The Research Fund is a Wikimedia Foundation initiative that supports individuals, groups, and organizations with expertise and interest in conducting research on or about Wikimedia projects
. The main funding criterion is whether the grant would result in high-quality and high-impact scholarship
. Grant sizes range from $2,000 to 50,000 USD and work must be completed within 12 months. Since the previous batch of grants was issued in summer 2024, those projects should now be finished making this a good time to examine the results. The nine projects in this batch received over $400,000 USD in total funding.
Out of 9 projects in that batch, 5 have published their results on Meta Research pages. For the remaining 4 projects without published results, I reached out to the researchers directly and added their responses to the Notes column in the table below.
The research is supposed to
Daniel Baránek and Veronika Kršková compared the coverage of Wikidata with that of a Czech biographical dictionary. They found that more than a quarter of dictionary entries were missing from Wikidata (and likely from Wikipedia as well). Fascinatingly, further research showed that the gap reflected different notions of notability now and in the past. Many missing persons were principals and professors who played major roles during nationalist tensions in the late 19th and early 20th centuries.
Brett Buttliere, Matt Vetter and Sage Ross tried to solve the problem of low academic engagement on Wikipedia. They identified reasons why scholars do not edit Wikipedia: academic contributions to Wikipedia aren't measured and valued in the academic community and there is general skepticism about the reliability of Wikipedia. We all want more experts on Wikipedia, so it's good to have more data about the problem. See the Research Page for the solutions that the authors proposed and implemented.
Personally, I'd be very interested in the results of the AI tagging for Commons initiative, as well as in the two projects addressing the gender gap. Unfortunately, their results were unavailable as of October 18.
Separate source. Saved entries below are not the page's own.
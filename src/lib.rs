//! Convokit - Conversational Agent Dataset Tooling
//!
//! This crate implements the in-memory data model for a conversational
//! agent definition (intents, tag types, actions, training conversations)
//! together with the conversion and filtering routines that turn such a
//! definition into training-ready NLU and conversation datasets.

pub mod domain;
pub mod ml;
//! Shared domain primitives.

mod errors;

pub use errors::{AgentLoadError, FoldError};
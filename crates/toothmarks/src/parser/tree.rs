//! Scope tree expansion.
//!
//! A template document is a nested YAML structure: mappings whose keys are
//! scope keys (plus the `name`/`description` metadata keys) and whose leaves
//! are lists of rule strings. Expansion walks the tree depth-first in
//! document order, narrowing a [`JawAttributes`] filter per scope key, and
//! flattens it into an ordered list of branches. Document order is what
//! makes branch selection deterministic: evaluation picks the first branch
//! whose filter matches.

use serde_yaml::Value;

use super::ast::RuleTemplate;
use super::error::{LoadError, suggest_key};
use super::rule::parse_rule;
use crate::types::{JawAttributes, ScopeKey};

/// A flattened branch: the scope filter accumulated along one path through
/// the tree, and the rules declared at its leaf.
#[derive(Debug, Clone)]
pub struct ScopedRules {
    pub filter: JawAttributes,
    pub rules: Vec<RuleTemplate>,
}

/// A fully parsed template document.
#[derive(Debug, Clone, Default)]
pub struct ParsedDocument {
    pub name: Option<String>,
    pub description: Option<String>,
    /// Branches in tree traversal order.
    pub branches: Vec<ScopedRules>,
}

/// Parse a template document from text.
pub fn parse_document(text: &str) -> Result<ParsedDocument, LoadError> {
    let root: Value = serde_yaml::from_str(text).map_err(|e| {
        let (line, column) = e
            .location()
            .map_or((1, 1), |loc| (loc.line(), loc.column()));
        LoadError::Document {
            message: e.to_string(),
            line,
            column,
        }
    })?;

    let mut document = ParsedDocument::default();
    let mut path = Vec::new();
    expand_node(&root, JawAttributes::wildcard(), &mut path, &mut document)?;
    Ok(document)
}

/// Recursively expand one node, appending flattened branches to `document`.
fn expand_node(
    node: &Value,
    filter: JawAttributes,
    path: &mut Vec<String>,
    document: &mut ParsedDocument,
) -> Result<(), LoadError> {
    match node {
        Value::Mapping(mapping) => {
            for (key, sub_node) in mapping {
                let key = match key.as_str() {
                    Some(key) => key,
                    None => {
                        return Err(LoadError::InvalidKey {
                            key: render_scalar(key),
                            path: path.clone(),
                            suggestion: None,
                        });
                    }
                };
                if key == "name" || key == "description" {
                    capture_metadata(key, sub_node, path, document);
                    continue;
                }
                let Some(scope_key) = ScopeKey::parse(key) else {
                    return Err(LoadError::InvalidKey {
                        key: key.to_string(),
                        path: path.clone(),
                        suggestion: suggest_key(key),
                    });
                };
                path.push(key.to_string());
                expand_node(sub_node, scope_key.refine(filter), path, document)?;
                path.pop();
            }
            Ok(())
        }

        Value::Sequence(elements) => {
            if elements.is_empty() {
                return Err(LoadError::EmptyRules { path: path.clone() });
            }
            let mut rules = Vec::with_capacity(elements.len());
            for element in elements {
                let Some(source) = element.as_str() else {
                    return Err(LoadError::NotAString {
                        path: path.clone(),
                        actual: shape_name(element),
                    });
                };
                rules.push(parse_rule(source)?);
            }
            document.branches.push(ScopedRules { filter, rules });
            Ok(())
        }

        other => Err(LoadError::UnexpectedShape {
            path: path.clone(),
            actual: shape_name(other),
        }),
    }
}

/// Record a `name`/`description` value. Only root-level metadata is kept;
/// deeper occurrences are skipped, like any other metadata key.
fn capture_metadata(key: &str, value: &Value, path: &[String], document: &mut ParsedDocument) {
    if !path.is_empty() {
        return;
    }
    let Some(text) = value.as_str() else {
        return;
    };
    if key == "name" {
        document.name = Some(text.to_string());
    } else {
        document.description = Some(text.to_string());
    }
}

/// Human-readable shape of a YAML node, for error messages.
fn shape_name(value: &Value) -> &'static str {
    match value {
        Value::Null => "null",
        Value::Bool(_) => "a boolean",
        Value::Number(_) => "a number",
        Value::String(_) => "a string",
        Value::Sequence(_) => "a sequence",
        Value::Mapping(_) => "a mapping",
        Value::Tagged(_) => "a tagged value",
    }
}

/// Render a non-string mapping key for an error message.
fn render_scalar(value: &Value) -> String {
    match value {
        Value::Bool(b) => b.to_string(),
        Value::Number(n) => n.to_string(),
        other => format!("{other:?}"),
    }
}
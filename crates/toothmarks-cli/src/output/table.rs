//! Table formatting utilities for CLI output.

use comfy_table::{presets, ContentArrangement, Table};

/// Format a landmark list as an ASCII table with stable row indices.
pub fn format_landmark_table(landmarks: &[String]) -> Table {
    let mut table = Table::new();
    table.load_preset(presets::UTF8_BORDERS_ONLY);
    table.set_content_arrangement(ContentArrangement::Dynamic);
    table.set_header(vec!["#", "Landmark"]);

    for (index, landmark) in landmarks.iter().enumerate() {
        table.add_row(vec![index.to_string(), landmark.clone()]);
    }

    table
}
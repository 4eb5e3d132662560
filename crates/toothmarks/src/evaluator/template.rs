//! Loaded landmark templates and their evaluation.

use std::fs;
use std::path::Path;

use super::context::SubstitutionContext;
use super::error::EvaluateError;
use crate::parser::{LoadError, RuleTemplate, ScopedRules, parse_document};
use crate::types::{JawAttributes, Side};

/// A loaded landmark template.
///
/// Construction flattens the scope tree once; the result is immutable, so a
/// template can be shared freely across threads and evaluated repeatedly.
/// `evaluate` allocates only its output.
///
/// # Example
///
/// ```
/// use toothmarks::{Arch, Dentition, JawAttributes, LandmarkTemplate};
///
/// let template = LandmarkTemplate::from_text(
///     "upper:\n  - '(a)(s)(1-2)'\nlower:\n  - The midline\n",
/// )?;
/// let lower = JawAttributes::builder()
///     .dentition(Dentition::Adult)
///     .arch(Arch::Lower)
///     .build();
/// assert_eq!(template.evaluate(lower)?, ["The midline"]);
/// # Ok::<(), Box<dyn std::error::Error>>(())
/// ```
#[derive(Debug, Clone)]
pub struct LandmarkTemplate {
    name: Option<String>,
    description: Option<String>,
    branches: Vec<ScopedRules>,
}

impl LandmarkTemplate {
    /// Load a template from text.
    pub fn from_text(text: &str) -> Result<Self, LoadError> {
        let document = parse_document(text)?;
        Ok(Self {
            name: document.name,
            description: document.description,
            branches: document.branches,
        })
    }

    /// Load a template from a file.
    pub fn from_file(path: impl AsRef<Path>) -> Result<Self, LoadError> {
        let path = path.as_ref();
        let text = fs::read_to_string(path).map_err(|e| LoadError::Io {
            path: path.to_path_buf(),
            source: e,
        })?;
        Self::from_text(&text)
    }

    /// The template's `name` metadata, if present.
    pub fn name(&self) -> Option<&str> {
        self.name.as_deref()
    }

    /// The template's `description` metadata, if present.
    pub fn description(&self) -> Option<&str> {
        self.description.as_deref()
    }

    /// The flattened branches, in declaration order.
    pub fn branches(&self) -> &[ScopedRules] {
        &self.branches
    }

    /// Produce the ordered landmark names for a jaw.
    ///
    /// The first declared branch whose filter matches wins. Its
    /// side-referencing rules are evaluated for the left side (reversed, so
    /// the sequence walks in from the back of the left quadrant), then the
    /// remaining rules with no side in scope, then the side-referencing
    /// rules again for the right side in declaration order. The output
    /// therefore mirrors around the midline, reading like the jaw itself.
    pub fn evaluate(&self, attributes: JawAttributes) -> Result<Vec<String>, EvaluateError> {
        let branch = self
            .branches
            .iter()
            .find(|branch| branch.filter.matches(&attributes, true))
            .ok_or(EvaluateError::LandmarksUndefined { attributes })?;

        let (symmetric, asymmetric): (Vec<&RuleTemplate>, Vec<&RuleTemplate>) = branch
            .rules
            .iter()
            .partition(|rule| rule.references_side());

        let left = SubstitutionContext::new(attributes, Some(Side::Left));
        let neutral = SubstitutionContext::new(attributes, None);
        let right = SubstitutionContext::new(attributes, Some(Side::Right));

        let mut landmarks = Vec::new();
        for rule in symmetric.iter().rev() {
            let mut names = left.apply(rule)?;
            names.reverse();
            landmarks.append(&mut names);
        }
        for rule in &asymmetric {
            landmarks.append(&mut neutral.apply(rule)?);
        }
        for rule in &symmetric {
            landmarks.append(&mut right.apply(rule)?);
        }
        Ok(landmarks)
    }
}
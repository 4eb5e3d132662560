//! Template document and rule parser.
//!
//! This module turns a YAML template document into flattened, pre-parsed
//! branches. All structural validation happens here, at load time: scope
//! keys are checked against the closed key set, leaves must be non-empty
//! lists of strings, and every rule string is parsed into a
//! [`RuleTemplate`] with its tags and range expression resolved.

pub mod ast;
pub mod error;
mod rule;
mod tree;

pub use ast::{RangeChunk, RangeExpr, RuleTemplate, Segment, TagKind};
pub use error::LoadError;
pub use rule::parse_rule;
pub use tree::{ParsedDocument, ScopedRules, parse_document};
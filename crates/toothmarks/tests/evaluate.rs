//! Integration tests for template evaluation.

use std::sync::Arc;
use std::thread;

use toothmarks::parser::parse_rule;
use toothmarks::{
    Arch, Dentition, EvaluateError, JawAttributes, LandmarkTemplate, Side, SubstitutionContext,
};

fn jaw(dentition: Dentition, arch: Arch) -> JawAttributes {
    JawAttributes::builder().dentition(dentition).arch(arch).build()
}

// =============================================================================
// Rule substitution
// =============================================================================

#[test]
fn test_rule_substitution() {
    let context = SubstitutionContext::new(jaw(Dentition::Adult, Arch::Lower), Some(Side::Right));

    let apply = |rule: &str| context.apply(&parse_rule(rule).unwrap()).unwrap();
    assert_eq!(apply("hello world"), ["Hello world"]);
    assert_eq!(apply("(a)(s)(1-2)"), ["LR1", "LR2"]);
    assert_eq!(apply("(a)(s)(3-5,8)"), ["LR3", "LR4", "LR5", "LR8"]);
    assert_eq!(apply("(A) (S) canine"), ["Lower right canine"]);
    assert_eq!(apply("(-3,7-)"), ["1", "2", "3", "7", "8"]);
}

#[test]
fn test_primary_teeth_are_lettered() {
    let context = SubstitutionContext::new(jaw(Dentition::Primary, Arch::Upper), Some(Side::Left));

    let apply = |rule: &str| context.apply(&parse_rule(rule).unwrap()).unwrap();
    assert_eq!(apply("(s)(4-)"), ["LD", "LE"]);
    assert_eq!(apply("(-)"), ["A", "B", "C", "D", "E"]);
}

#[test]
fn test_capitalization_skips_capitals() {
    let context = SubstitutionContext::new(jaw(Dentition::Adult, Arch::Upper), None);

    let apply = |rule: &str| context.apply(&parse_rule(rule).unwrap()).unwrap();
    // Already-capitalized names pass through unchanged.
    assert_eq!(apply("UR4 cusp"), ["UR4 cusp"]);
    // Non-letters are neither lowercase nor uppercased.
    assert_eq!(apply("3rd molar"), ["3rd molar"]);
    assert_eq!(apply("gumline"), ["Gumline"]);
}

#[test]
fn test_range_splices_between_text() {
    let context = SubstitutionContext::new(jaw(Dentition::Adult, Arch::Upper), None);
    let rule = parse_rule("tip of (1-2) crown").unwrap();
    assert_eq!(
        context.apply(&rule).unwrap(),
        ["Tip of 1 crown", "Tip of 2 crown"]
    );
}

#[test]
fn test_wildcard_arch_is_an_error() {
    let context = SubstitutionContext::new(JawAttributes::wildcard(), Some(Side::Left));
    let err = context.apply(&parse_rule("(a)3").unwrap()).unwrap_err();
    assert!(matches!(err, EvaluateError::ArchUnspecified { .. }));
}

#[test]
fn test_wildcard_dentition_cannot_expand_ranges() {
    let attributes = JawAttributes::builder().arch(Arch::Upper).build();
    let context = SubstitutionContext::new(attributes, None);
    let err = context.apply(&parse_rule("(1-3)").unwrap()).unwrap_err();
    assert!(matches!(err, EvaluateError::DentitionUnspecified { .. }));
}

#[test]
fn test_side_tag_without_side_is_an_error() {
    let context = SubstitutionContext::new(jaw(Dentition::Adult, Arch::Upper), None);
    let err = context.apply(&parse_rule("(s)3").unwrap()).unwrap_err();
    assert!(matches!(err, EvaluateError::SideUnspecified { .. }));
}

// =============================================================================
// Branch selection
// =============================================================================

#[test]
fn test_first_declared_matching_branch_wins() {
    let template = LandmarkTemplate::from_text(
        "upper:\n  - 'From the upper branch'\nany:\n  - 'From the any branch'\n",
    )
    .unwrap();

    assert_eq!(
        template.evaluate(jaw(Dentition::Adult, Arch::Upper)).unwrap(),
        ["From the upper branch"]
    );
    assert_eq!(
        template.evaluate(jaw(Dentition::Adult, Arch::Lower)).unwrap(),
        ["From the any branch"]
    );
}

#[test]
fn test_declaration_order_breaks_overlap_ties() {
    // Both branches match an upper query; the first declared wins.
    let template = LandmarkTemplate::from_text(
        "any:\n  - 'Declared first'\nupper:\n  - 'Declared second'\n",
    )
    .unwrap();
    assert_eq!(
        template.evaluate(jaw(Dentition::Adult, Arch::Upper)).unwrap(),
        ["Declared first"]
    );
}

#[test]
fn test_concrete_branch_rejects_wildcard_query() {
    // Branch filters must not claim more than the query specifies.
    let template = LandmarkTemplate::from_text("upper:\n  - 'One'").unwrap();
    let query = JawAttributes::builder().dentition(Dentition::Adult).build();
    let err = template.evaluate(query).unwrap_err();
    match err {
        EvaluateError::LandmarksUndefined { attributes } => assert_eq!(attributes, query),
        other => panic!("expected LandmarksUndefined, got {other:?}"),
    }
}

#[test]
fn test_landmarks_undefined_names_the_query() {
    let template = LandmarkTemplate::from_text("upper:\n  - 'One'").unwrap();
    let err = template.evaluate(jaw(Dentition::Adult, Arch::Lower)).unwrap_err();
    assert_eq!(
        err.to_string(),
        "no landmarks defined for dentition=adult, arch=lower"
    );
}

// =============================================================================
// Mirrored assembly
// =============================================================================

#[test]
fn test_symmetric_rules_mirror_around_midline() {
    let template = LandmarkTemplate::from_text(
        "lower:\n  - '(a)(s)(1,3,5)'\n  - 'The middle'\n",
    )
    .unwrap();
    assert_eq!(
        template.evaluate(jaw(Dentition::Adult, Arch::Lower)).unwrap(),
        ["LL5", "LL3", "LL1", "The middle", "LR1", "LR3", "LR5"]
    );
}

#[test]
fn test_symmetric_rule_list_reverses_on_the_left() {
    let template =
        LandmarkTemplate::from_text("- '(a)(s)1'\n- '(a)(s)2'\n- 'Mid'\n").unwrap();
    assert_eq!(
        template.evaluate(jaw(Dentition::Adult, Arch::Upper)).unwrap(),
        ["UL2", "UL1", "Mid", "UR1", "UR2"]
    );
}

#[test]
fn test_asymmetric_rules_keep_forward_order() {
    let template = LandmarkTemplate::from_text(
        "upper:\n  - 'Something on the left'\n  - '(a)R(1-4)'\n",
    )
    .unwrap();
    assert_eq!(
        template.evaluate(jaw(Dentition::Adult, Arch::Upper)).unwrap(),
        ["Something on the left", "UR1", "UR2", "UR3", "UR4"]
    );
}

#[test]
fn test_primary_full_arch() {
    let template = LandmarkTemplate::from_text("- '(a)(s)(-)'").unwrap();
    assert_eq!(
        template.evaluate(jaw(Dentition::Primary, Arch::Upper)).unwrap(),
        ["ULE", "ULD", "ULC", "ULB", "ULA", "URA", "URB", "URC", "URD", "URE"]
    );
}

#[test]
fn test_adult_and_primary_scopes_diverge() {
    let template = LandmarkTemplate::from_text(
        "adult:\n  - '(a)(s)(6-)'\nprimary:\n  - '(a)(s)(4-)'\n",
    )
    .unwrap();
    assert_eq!(
        template.evaluate(jaw(Dentition::Adult, Arch::Lower)).unwrap(),
        ["LL8", "LL7", "LL6", "LR6", "LR7", "LR8"]
    );
    assert_eq!(
        template.evaluate(jaw(Dentition::Primary, Arch::Lower)).unwrap(),
        ["LLE", "LLD", "LRD", "LRE"]
    );
}

// =============================================================================
// Purity
// =============================================================================

#[test]
fn test_evaluate_is_idempotent() {
    let template = LandmarkTemplate::from_text("- '(a)(s)(1-3)'\n- 'Mid'").unwrap();
    let query = jaw(Dentition::Adult, Arch::Upper);
    let first = template.evaluate(query).unwrap();
    let second = template.evaluate(query).unwrap();
    assert_eq!(first, second);
    assert!(!first.is_empty());
}

#[test]
fn test_template_is_shareable_across_threads() {
    fn assert_send_sync<T: Send + Sync>() {}
    assert_send_sync::<LandmarkTemplate>();
}

#[test]
fn test_evaluate_from_shared_reference() {
    let template = Arc::new(LandmarkTemplate::from_text("- '(a)(s)(1-3)'").unwrap());
    let query = jaw(Dentition::Adult, Arch::Upper);
    let expected = template.evaluate(query).unwrap();

    let handles: Vec<_> = (0..4)
        .map(|_| {
            let template = Arc::clone(&template);
            thread::spawn(move || template.evaluate(query).unwrap())
        })
        .collect();
    for handle in handles {
        assert_eq!(handle.join().unwrap(), expected);
    }
}
//! Toothmarks CLI entry point.
//!
//! Provides command-line tools for working with landmark template files:
//! - `toothmarks check` - Validate template file structure
//! - `toothmarks eval` - Evaluate a template for a jaw

mod commands;
mod output;

use std::process::exit;

use clap::{Parser, Subcommand, ValueEnum};
use commands::{run_check, run_eval, CheckArgs, EvalArgs};

/// Dental landmark template tools.
#[derive(Debug, Parser)]
#[command(name = "toothmarks")]
#[command(about = "Dental landmark template tools", long_about = None)]
#[command(version)]
pub struct Cli {
    /// Color output control
    #[arg(long, value_enum, default_value_t = ColorWhen::Auto, global = true)]
    pub color: ColorWhen,

    /// Enable verbose output
    #[arg(short, long, global = true)]
    pub verbose: bool,

    #[command(subcommand)]
    pub command: Commands,
}

/// When to use colored output.
#[derive(Debug, Clone, Copy, ValueEnum)]
pub enum ColorWhen {
    Auto,
    Always,
    Never,
}

/// CLI subcommands.
#[derive(Debug, Subcommand)]
pub enum Commands {
    /// Check template file structure
    Check(CheckArgs),
    /// Evaluate a template for a jaw
    Eval(EvalArgs),
}

/// Set up color output based on user preference.
fn setup_colors(color_when: ColorWhen) {
    match color_when {
        ColorWhen::Auto => {
            // owo-colors automatically checks TTY, NO_COLOR, FORCE_COLOR
        }
        ColorWhen::Always => {
            owo_colors::set_override(true);
        }
        ColorWhen::Never => {
            owo_colors::set_override(false);
        }
    }
}

fn main() -> miette::Result<()> {
    let cli = Cli::parse();
    setup_colors(cli.color);

    miette::set_hook(Box::new(|_| {
        Box::new(
            miette::MietteHandlerOpts::new()
                .terminal_links(true)
                .unicode(true)
                .context_lines(2)
                .build(),
        )
    }))?;

    let result = match cli.command {
        Commands::Check(args) => run_check(args, cli.verbose),
        Commands::Eval(args) => run_eval(args),
    };

    match result {
        Ok(code) => exit(code),
        Err(e) => {
            eprintln!("{:?}", e);
            exit(exitcode::SOFTWARE);
        }
    }
}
While the Research Fund supports important work, several issues emerged from this batch:
| Project name | Link to programs page | Link to research page | Results | Amount, USD | Notes |
|---|---|---|---|---|---|
| Wikidata for the People of Africa | [1] | [2] | yes | 40,000 | |
| Development of a training program for teachers to use Wikipedia as a resource for collaborative learning and the development of skills for digital citizenship | [3] | [4] | no | 50,000 | Results expected in December 2025 |
| Bridging the Gap Between Wikipedians and Scientists with Terminology-Aware Translation: A Case Study in Turkish | [5] | [6] | yes | 50,000 | |
| Wikimedia versus traditional biographical encyclopedias. Overlaps, gaps, quality and future possibilities | [7] | [8] | yes | 50,000 | |
| System Design for Increasing Adoption of AI-Assisted Image Tagging in Wikimedia Commons | [9] | [10] | no | 49,500 | Data collected by December 2024 |
| Investigating Neurodivergent Wikimedian Experiences | [11] | [12] | yes | 22,000 | An open access publication is in the works |
| Developing Wikimedia Impact Metrics as a Sociotechnical Solution for Encouraging Funder/ Academic Engagement | [13] | [14] | yes | 42,000 | |
| Cover Women | [15] | [16] | no | 32,000 | |
| Addressing Wikipedia's Gender Gaps Through Social Media Ads | [17] | [18] | no | 30,000 | At the data collection phase in October 2025 |
Discuss this story
Easy money. --Piotr Konieczny aka Prokonsul Piotrus| reply here 13:47, 10 November 2025 (UTC)[reply]
Corrections to Report
Hello all,
I'm Kinneret, Research Community Officer on the WMF Research Team and Workflow Chair for the Research Fund. I got to connect with the author of this piece, and I wanted to add some relevant updates and information that I shared with them and didn't make it to the final edition of the Signpost.
• The 9 grants in this round were funded at USD 270,687, and not over USD 400,000 as mentioned in the report. The grant amounts included in the report were based on the requested amounts in proposals rather than the approved and disbursed amounts. This is something we identified and corrected in the public Meta Pages for future rounds, but missed the earlier years which were still affected.
• For the 2024 round, dataset publication was not an explicit goal. This was a learning for us, and we clarified and strengthened this expectation in subsequent rounds. More info on this round can be found here: https://meta.wikimedia.org/w/index.php?title=Grants:Programs/Wikimedia_Research_%26_Technology_Fund/Wikimedia_Research_Fund&oldid=28156852
Beyond these corrections, I also shared with @Alaexis that we maintain similar tracking on our end, and we will be exploring ways to share that information to reduce duplication of effort and increase transparency.
Finally, I would like to invite anyone interested in this report and the Research Fund to book an Office Hour to discuss this together. Thanks again to @Alaexis for the initiative and for helping us improve the accuracy of the public documentation.